== LISTED RECORDS ==

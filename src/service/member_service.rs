use std::sync::Arc;

use chrono::NaiveDate;
use serde::Serialize;

use crate::{
    domain::{
        plan::{self, calc_end_date, infer_status_on, is_known_plan, parse_iso_date, DateError},
        validation::{parse_price, validate_member_inputs, DATE_FORMAT_ERROR, DATE_RANGE_ERROR},
        ExpiringMember, Member, MemberFilter, MemberForm, MemberRecord, MemberStatus,
    },
    error::{AppError, Result},
    repository::{MemberRepository, PaymentRepository},
};

#[derive(Debug, Clone, Serialize)]
pub struct DashboardSummary {
    pub active_members: i64,
    pub expiring_soon_count: usize,
    pub monthly_revenue: f64,
    pub expiring_soon: Vec<ExpiringMember>,
}

pub struct MemberService {
    repo: Arc<dyn MemberRepository>,
    payments: Arc<dyn PaymentRepository>,
    expiring_soon_days: i64,
}

impl MemberService {
    pub fn new(
        repo: Arc<dyn MemberRepository>,
        payments: Arc<dyn PaymentRepository>,
        expiring_soon_days: i64,
    ) -> Self {
        Self { repo, payments, expiring_soon_days }
    }

    /// Recompute every member's status from its end date. Only rows whose
    /// stored status is stale get written. Returns how many changed.
    pub async fn refresh_statuses(&self) -> Result<u64> {
        self.refresh_statuses_on(plan::today()).await
    }

    pub async fn refresh_statuses_on(&self, today: NaiveDate) -> Result<u64> {
        let stale: Vec<(i64, MemberStatus)> = self
            .repo
            .status_snapshots()
            .await?
            .into_iter()
            .filter_map(|snapshot| {
                let status = infer_status_on(snapshot.end_date, today);
                (status != snapshot.status).then_some((snapshot.id, status))
            })
            .collect();

        let changed = self.repo.set_statuses(&stale).await?;
        if changed > 0 {
            tracing::debug!("Status refresh updated {} member(s)", changed);
        }
        Ok(changed)
    }

    pub async fn create_member(&self, form: MemberForm) -> Result<Member> {
        let record = build_record(form, plan::today())?;
        let member = self.repo.create(record).await?;

        tracing::info!("Added member {} ({})", member.id, member.full_name);
        Ok(member)
    }

    pub async fn update_member(&self, id: i64, form: MemberForm) -> Result<Member> {
        let existing = self.repo.find_by_id(id).await?
            .ok_or_else(|| AppError::NotFound("Member not found".to_string()))?;

        let mut form = form;
        if form.join_date.is_none() {
            form.join_date = Some(plan::format_iso_date(existing.join_date));
        }

        let record = build_record(form, plan::today())?;
        let member = self.repo.update(id, record).await?;

        tracing::info!("Updated member {}", member.id);
        Ok(member)
    }

    pub async fn get_member(&self, id: i64) -> Result<Option<Member>> {
        self.repo.find_by_id(id).await
    }

    pub async fn list_members(&self, filter: &MemberFilter) -> Result<Vec<Member>> {
        self.repo.list(filter).await
    }

    pub async fn delete_member(&self, id: i64) -> Result<()> {
        if !self.repo.delete(id).await? {
            return Err(AppError::NotFound("Member not found".to_string()));
        }

        tracing::info!("Deleted member {} and its payments", id);
        Ok(())
    }

    /// Active members whose plan ends within the configured window.
    pub async fn expiring_soon(&self) -> Result<Vec<ExpiringMember>> {
        let (from, until) = plan::expiring_window(plan::today(), self.expiring_soon_days);
        self.repo.list_expiring(from, until).await
    }

    pub async fn dashboard(&self) -> Result<DashboardSummary> {
        let today = plan::today();
        let active_members = self.repo.count_by_status(MemberStatus::Active).await?;

        let (from, until) = plan::expiring_window(today, self.expiring_soon_days);
        let expiring_soon = self.repo.list_expiring(from, until).await?;

        let (month_start, next_month) = plan::month_bounds(today);
        let monthly_revenue = self.payments.revenue_between(month_start, next_month).await?;

        Ok(DashboardSummary {
            active_members,
            expiring_soon_count: expiring_soon.len(),
            monthly_revenue,
            expiring_soon,
        })
    }
}

/// Validate a member form and turn it into storable values. The end date is
/// derived from the plan when the form leaves it out; the status is inferred
/// from the end date unless the form overrides it.
fn build_record(form: MemberForm, today: NaiveDate) -> Result<MemberRecord> {
    let mut range_error = false;
    let end_date = match non_blank(form.end_date.as_deref()) {
        Some(end) => end.to_string(),
        None => {
            let plan_type = form.plan_type.trim();
            if !plan_type.is_empty() && !is_known_plan(plan_type) {
                tracing::debug!(
                    "Unknown plan type '{}', counting it as {} month(s)",
                    plan_type,
                    plan::DEFAULT_PLAN_MONTHS
                );
            }
            calc_end_date(&form.start_date, plan_type).unwrap_or_else(|e| {
                range_error = e == DateError::OutOfRange;
                String::new()
            })
        }
    };

    let mut errors = validate_member_inputs(
        &form.full_name,
        &form.phone,
        &form.plan_price,
        &form.start_date,
        &end_date,
    );
    if range_error {
        errors.retain(|e| e != DATE_FORMAT_ERROR);
        errors.push(DATE_RANGE_ERROR.to_string());
    }

    if form.plan_type.trim().is_empty() {
        errors.push("Plan type is required.".to_string());
    }

    let join_date = match non_blank(form.join_date.as_deref()) {
        Some(value) => match parse_iso_date(value) {
            Ok(date) => Some(date),
            Err(_) => {
                errors.push("Join date must be a valid ISO date (YYYY-MM-DD).".to_string());
                None
            }
        },
        None => Some(today),
    };

    if !errors.is_empty() {
        return Err(AppError::Validation(errors));
    }

    let start_date = parse_iso_date(&form.start_date)
        .map_err(|_| AppError::validation(DATE_FORMAT_ERROR))?;
    let end_date = parse_iso_date(&end_date)
        .map_err(|_| AppError::validation(DATE_FORMAT_ERROR))?;
    let plan_price = parse_price(&form.plan_price)
        .ok_or_else(|| AppError::validation("Plan price must be a non-negative number."))?;

    Ok(MemberRecord {
        full_name: form.full_name.trim().to_string(),
        phone: form.phone.trim().to_string(),
        national_id: non_blank(form.national_id.as_deref()).map(str::to_string),
        join_date: join_date.unwrap_or(today),
        plan_type: form.plan_type.trim().to_string(),
        plan_price,
        start_date,
        end_date,
        status: form.status.unwrap_or_else(|| infer_status_on(end_date, today)),
    })
}

fn non_blank(value: Option<&str>) -> Option<&str> {
    value.map(str::trim).filter(|v| !v.is_empty())
}
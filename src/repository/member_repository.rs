use async_trait::async_trait;
use chrono::NaiveDate;
use sqlx::FromRow;

use crate::{
    db::{Database, SqlValue},
    domain::{
        ExpiringMember, Member, MemberFilter, MemberRecord, MemberSort, MemberStatus,
        NewPayment, PlanChange,
    },
    error::{AppError, Result},
    repository::{payment_repository, MemberRepository, MemberStatusSnapshot},
};

const MEMBER_COLUMNS: &str = "id, full_name, phone, national_id, join_date, plan_type, \
                              plan_price, start_date, end_date, status";

// Database row struct that matches SQLite schema
#[derive(FromRow)]
struct MemberRow {
    id: i64,
    full_name: String,
    phone: String,
    national_id: Option<String>,
    join_date: NaiveDate,
    plan_type: String,
    plan_price: f64,
    start_date: NaiveDate,
    end_date: NaiveDate,
    status: String,
}

#[derive(FromRow)]
struct SnapshotRow {
    id: i64,
    end_date: NaiveDate,
    status: String,
}

#[derive(FromRow)]
struct ExpiringRow {
    id: i64,
    full_name: String,
    phone: String,
    end_date: NaiveDate,
}

pub struct SqliteMemberRepository {
    db: Database,
}

impl SqliteMemberRepository {
    pub fn new(db: Database) -> Self {
        Self { db }
    }

    fn row_to_member(row: MemberRow) -> Result<Member> {
        Ok(Member {
            id: row.id,
            full_name: row.full_name,
            phone: row.phone,
            national_id: row.national_id,
            join_date: row.join_date,
            plan_type: row.plan_type,
            plan_price: row.plan_price,
            start_date: row.start_date,
            end_date: row.end_date,
            status: Self::parse_member_status(&row.status)?,
        })
    }

    fn parse_member_status(s: &str) -> Result<MemberStatus> {
        MemberStatus::from_str(s)
            .ok_or_else(|| AppError::Database(format!("Invalid member status: {}", s)))
    }

    fn record_params(member: &MemberRecord) -> Vec<SqlValue> {
        vec![
            member.full_name.as_str().into(),
            member.phone.as_str().into(),
            member.national_id.clone().into(),
            member.join_date.into(),
            member.plan_type.as_str().into(),
            member.plan_price.into(),
            member.start_date.into(),
            member.end_date.into(),
            member.status.as_str().into(),
        ]
    }
}

/// Match `%` and `_` literally in a `LIKE ... ESCAPE '\'` pattern.
fn escape_like(text: &str) -> String {
    let mut escaped = String::with_capacity(text.len());
    for c in text.chars() {
        if matches!(c, '%' | '_' | '\\') {
            escaped.push('\\');
        }
        escaped.push(c);
    }
    escaped
}

#[async_trait]
impl MemberRepository for SqliteMemberRepository {
    async fn create(&self, member: MemberRecord) -> Result<Member> {
        let result = self
            .db
            .execute(
                r#"
                INSERT INTO members (
                    full_name, phone, national_id, join_date, plan_type,
                    plan_price, start_date, end_date, status
                ) VALUES (?, ?, ?, ?, ?, ?, ?, ?, ?)
                "#,
                &Self::record_params(&member),
            )
            .await?;

        self.find_by_id(result.last_insert_id).await?.ok_or_else(|| {
            AppError::Database("Failed to retrieve created member".to_string())
        })
    }

    async fn find_by_id(&self, id: i64) -> Result<Option<Member>> {
        let row: Option<MemberRow> = self
            .db
            .fetch_one(
                &format!("SELECT {} FROM members WHERE id = ?", MEMBER_COLUMNS),
                &[id.into()],
            )
            .await?;

        row.map(Self::row_to_member).transpose()
    }

    async fn list(&self, filter: &MemberFilter) -> Result<Vec<Member>> {
        let mut sql = format!("SELECT {} FROM members WHERE 1=1", MEMBER_COLUMNS);
        let mut params: Vec<SqlValue> = Vec::new();

        if let Some(search) = filter.search.as_deref().map(str::trim).filter(|s| !s.is_empty()) {
            sql.push_str(" AND (full_name LIKE ? ESCAPE '\\' OR phone LIKE ? ESCAPE '\\')");
            let like = format!("%{}%", escape_like(search));
            params.push(like.clone().into());
            params.push(like.into());
        }

        if let Some(status) = filter.status.status() {
            sql.push_str(" AND status = ?");
            params.push(status.as_str().into());
        }

        sql.push_str(match filter.sort {
            MemberSort::EndDate => " ORDER BY end_date ASC, id ASC",
            MemberSort::Newest => " ORDER BY id DESC",
        });

        let rows: Vec<MemberRow> = self.db.fetch_all(&sql, &params).await?;
        rows.into_iter().map(Self::row_to_member).collect()
    }

    async fn list_expiring(&self, from: NaiveDate, until: NaiveDate) -> Result<Vec<ExpiringMember>> {
        let rows: Vec<ExpiringRow> = self
            .db
            .fetch_all(
                r#"
                SELECT id, full_name, phone, end_date
                FROM members
                WHERE status = 'active' AND end_date BETWEEN ? AND ?
                ORDER BY end_date ASC, id ASC
                "#,
                &[from.into(), until.into()],
            )
            .await?;

        Ok(rows
            .into_iter()
            .map(|r| ExpiringMember {
                id: r.id,
                full_name: r.full_name,
                phone: r.phone,
                end_date: r.end_date,
            })
            .collect())
    }

    async fn count_by_status(&self, status: MemberStatus) -> Result<i64> {
        let count: Option<(i64,)> = self
            .db
            .fetch_one(
                "SELECT COUNT(*) FROM members WHERE status = ?",
                &[status.as_str().into()],
            )
            .await?;

        Ok(count.map(|(c,)| c).unwrap_or(0))
    }

    async fn status_snapshots(&self) -> Result<Vec<MemberStatusSnapshot>> {
        let rows: Vec<SnapshotRow> = self
            .db
            .fetch_all("SELECT id, end_date, status FROM members", &[])
            .await?;

        rows.into_iter()
            .map(|r| {
                Ok(MemberStatusSnapshot {
                    id: r.id,
                    end_date: r.end_date,
                    status: Self::parse_member_status(&r.status)?,
                })
            })
            .collect()
    }

    async fn set_statuses(&self, updates: &[(i64, MemberStatus)]) -> Result<u64> {
        if updates.is_empty() {
            return Ok(0);
        }

        let rows: Vec<Vec<SqlValue>> = updates
            .iter()
            .map(|(id, status)| vec![status.as_str().into(), (*id).into()])
            .collect();

        self.db
            .execute_many("UPDATE members SET status = ? WHERE id = ?", &rows)
            .await
    }

    async fn update(&self, id: i64, member: MemberRecord) -> Result<Member> {
        let mut params = Self::record_params(&member);
        params.push(id.into());

        let result = self
            .db
            .execute(
                r#"
                UPDATE members
                SET full_name = ?, phone = ?, national_id = ?, join_date = ?,
                    plan_type = ?, plan_price = ?, start_date = ?, end_date = ?,
                    status = ?
                WHERE id = ?
                "#,
                &params,
            )
            .await?;

        if result.rows_affected == 0 {
            return Err(AppError::NotFound("Member not found".to_string()));
        }

        self.find_by_id(id).await?.ok_or_else(|| {
            AppError::Database("Failed to retrieve updated member".to_string())
        })
    }

    async fn renew(&self, id: i64, change: PlanChange, payment: Option<NewPayment>) -> Result<Member> {
        let mut tx = self.db.begin().await?;

        let result = tx
            .execute(
                r#"
                UPDATE members
                SET plan_type = ?, plan_price = ?, start_date = ?, end_date = ?, status = ?
                WHERE id = ?
                "#,
                &[
                    change.plan_type.as_str().into(),
                    change.plan_price.into(),
                    change.start_date.into(),
                    change.end_date.into(),
                    change.status.as_str().into(),
                    id.into(),
                ],
            )
            .await?;

        if result.rows_affected == 0 {
            tx.rollback().await?;
            return Err(AppError::NotFound("Member not found".to_string()));
        }

        if let Some(payment) = payment {
            tx.execute(
                payment_repository::INSERT_PAYMENT_SQL,
                &payment_repository::payment_params(&payment),
            )
            .await?;
        }

        let row: Option<MemberRow> = tx
            .fetch_one(
                &format!("SELECT {} FROM members WHERE id = ?", MEMBER_COLUMNS),
                &[id.into()],
            )
            .await?;

        tx.commit().await?;

        row.map(Self::row_to_member)
            .transpose()?
            .ok_or_else(|| AppError::Database("Failed to retrieve renewed member".to_string()))
    }

    async fn delete(&self, id: i64) -> Result<bool> {
        let result = self
            .db
            .execute("DELETE FROM members WHERE id = ?", &[id.into()])
            .await?;

        Ok(result.rows_affected > 0)
    }
}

===

• [YOUR INSTRUCTIONS]: Every line of the entries above that includes "MemberForm" should be copied.

• [TASK RESULT]:
        ExpiringMember, Member, MemberFilter, MemberForm, MemberRecord, MemberStatus,
    pub async fn create_member(&self, form: MemberForm) -> Result<Member> {
    pub async fn update_member(&self, id: i64, form: MemberForm) -> Result<Member> {
fn build_record(form: MemberForm, today: NaiveDate) -> Result<MemberRecord> {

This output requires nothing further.